From: Wen Yang <wenyang@linux.alibaba.com>
To: Roman Gushchin <guro@fb.com>
Cc: Andrew Morton <akpm@linux-foundation.org>,
Christoph Lameter <cl@linux.com>,
Pekka Enberg <penberg@kernel.org>,
David Rientjes <rientjes@google.com>,
Joonsoo Kim <iamjoonsoo.kim@lge.com>,
Xunlei Pang <xlpang@linux.alibaba.com>,
linux-mm@kvack.org, linux-kernel@vger.kernel.org
Subject: Re: [PATCH] mm/slub: Detach node lock from counting free objects
Date: Sat, 22 Feb 2020 14:55:39 +0800 [thread overview]

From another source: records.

//! Login screen flow and the startup session check.

use thiserror::Error;

use crate::api::{ApiClient, Credentials, LoginOutcome};
use crate::session::Session;
use crate::transport::{Transport, TransportError};

#[derive(Debug, Clone, PartialEq, Eq, Error)]
pub enum LoginError {
    #[error("please fill in all fields")]
    MissingFields,
}

/// Both fields are required, non-empty after trimming. The values
/// themselves are sent untrimmed.
pub fn validate_credentials(username: &str, password: &str) -> Result<Credentials, LoginError> {
    if username.trim().is_empty() || password.trim().is_empty() {
        return Err(LoginError::MissingFields);
    }
    Ok(Credentials {
        username: username.to_string(),
        password: password.to_string(),
    })
}

#[derive(Debug, Clone, Copy, PartialEq, Eq, Default)]
pub enum LoginField {
    #[default]
    Username,
    Password,
}

impl LoginField {
    pub fn toggle(self) -> Self {
        match self {
            LoginField::Username => LoginField::Password,
            LoginField::Password => LoginField::Username,
        }
    }
}

#[derive(Debug, Default)]
pub struct LoginFlow {
    pub username: String,
    pub password: String,
    pub focus: LoginField,
    error: Option<String>,
    busy: bool,
}

impl LoginFlow {
    pub fn new() -> Self {
        Self::default()
    }

    pub fn error(&self) -> Option<&str> {
        self.error.as_deref()
    }

    pub fn is_busy(&self) -> bool {
        self.busy
    }

    /// Text of the focused field, for key handling.
    pub fn focused_mut(&mut self) -> &mut String {
        match self.focus {
            LoginField::Username => &mut self.username,
            LoginField::Password => &mut self.password,
        }
    }

    /// Start a submission. `None` means nothing should be sent: either a
    /// request is already in flight or validation failed (error set).
    pub fn begin_submit(&mut self) -> Option<Credentials> {
        if self.busy {
            return None;
        }
        self.error = None;
        match validate_credentials(&self.username, &self.password) {
            Ok(credentials) => {
                self.busy = true;
                Some(credentials)
            }
            Err(e) => {
                self.error = Some(e.to_string());
                None
            }
        }
    }

    /// Apply the server's answer.
    ///
    /// Transport failures are logged and otherwise dropped: the form simply
    /// stops being busy, with no message for the user.
    pub fn finish_submit(
        &mut self,
        result: Result<LoginOutcome, TransportError>,
        session: &mut Session,
    ) {
        self.busy = false;
        match result {
            Ok(LoginOutcome::Accepted) => {
                self.password.clear();
                self.error = None;
                session.login();
            }
            Ok(LoginOutcome::Rejected { message, .. }) => {
                self.error = Some(message);
            }
            Err(e) => {
                tracing::error!(error = %e, "login request failed");
            }
        }
    }

    /// Clear everything, used on logout.
    pub fn reset(&mut self) {
        *self = Self::default();
    }

    /// Validate, send and apply in one call.
    pub fn submit<T: Transport>(&mut self, client: &ApiClient<T>, session: &mut Session) {
        if let Some(credentials) = self.begin_submit() {
            let result = client.login(&credentials);
            self.finish_submit(result, session);
        }
    }
}

/// Startup check: confirm an existing server session without credentials.
///
/// Any failure leaves the session unauthenticated and is never surfaced.
pub fn check_existing_session<T: Transport>(client: &ApiClient<T>, session: &mut Session) {
    if !session.begin_check() {
        return;
    }
    let confirmed = match client.check_session() {
        Ok(confirmed) => confirmed,
        Err(e) => {
            tracing::debug!(error = %e, "session check failed, staying logged out");
            false
        }
    };
    session.finish_check(confirmed);
}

Message-ID: <98c84f23-0636-a877-a96d-d6e58d540aa4@linux.alibaba.com> (raw)
In-Reply-To: <20200220154036.GA191388@carbon.dhcp.thefacebook.com>
On 2020/2/20 11:40 下午, Roman Gushchin wrote:
> On Thu, Feb 20, 2020 at 09:53:26PM +0800, Wen Yang wrote:
>>
>>
>> On 2020/2/19 4:53 上午, Roman Gushchin wrote:
>>> On Sun, Feb 16, 2020 at 12:15:54PM +0800, Wen Yang wrote:
>>>>
>>>>
>>>> On 2020/2/13 6:52 上午, Andrew Morton wrote:
>>>>> On Sat, 1 Feb 2020 11:15:02 +0800 Wen Yang <wenyang@linux.alibaba.com> wrote:
>>>>>
>>>>>> The lock, protecting the node partial list, is taken when couting the free
>>>>>> objects resident in that list. It introduces locking contention when the
>>>>>> page(s) is moved between CPU and node partial lists in allocation path
>>>>>> on another CPU. So reading "/proc/slabinfo" can possibily block the slab
>>>>>> allocation on another CPU for a while, 200ms in extreme cases. If the
>>>>>> slab object is to carry network packet, targeting the far-end disk array,
>>>>>> it causes block IO jitter issue.
>>>>>>
>>>>>> This fixes the block IO jitter issue by caching the total inuse objects in
>>>>>> the node in advance. The value is retrieved without taking the node partial
>>>>>> list lock on reading "/proc/slabinfo".
>>>>>>
>>>>>> ...
>>>>>>
>>>>>> @@ -1768,7 +1774,9 @@ static void free_slab(struct kmem_cache *s, struct page *page)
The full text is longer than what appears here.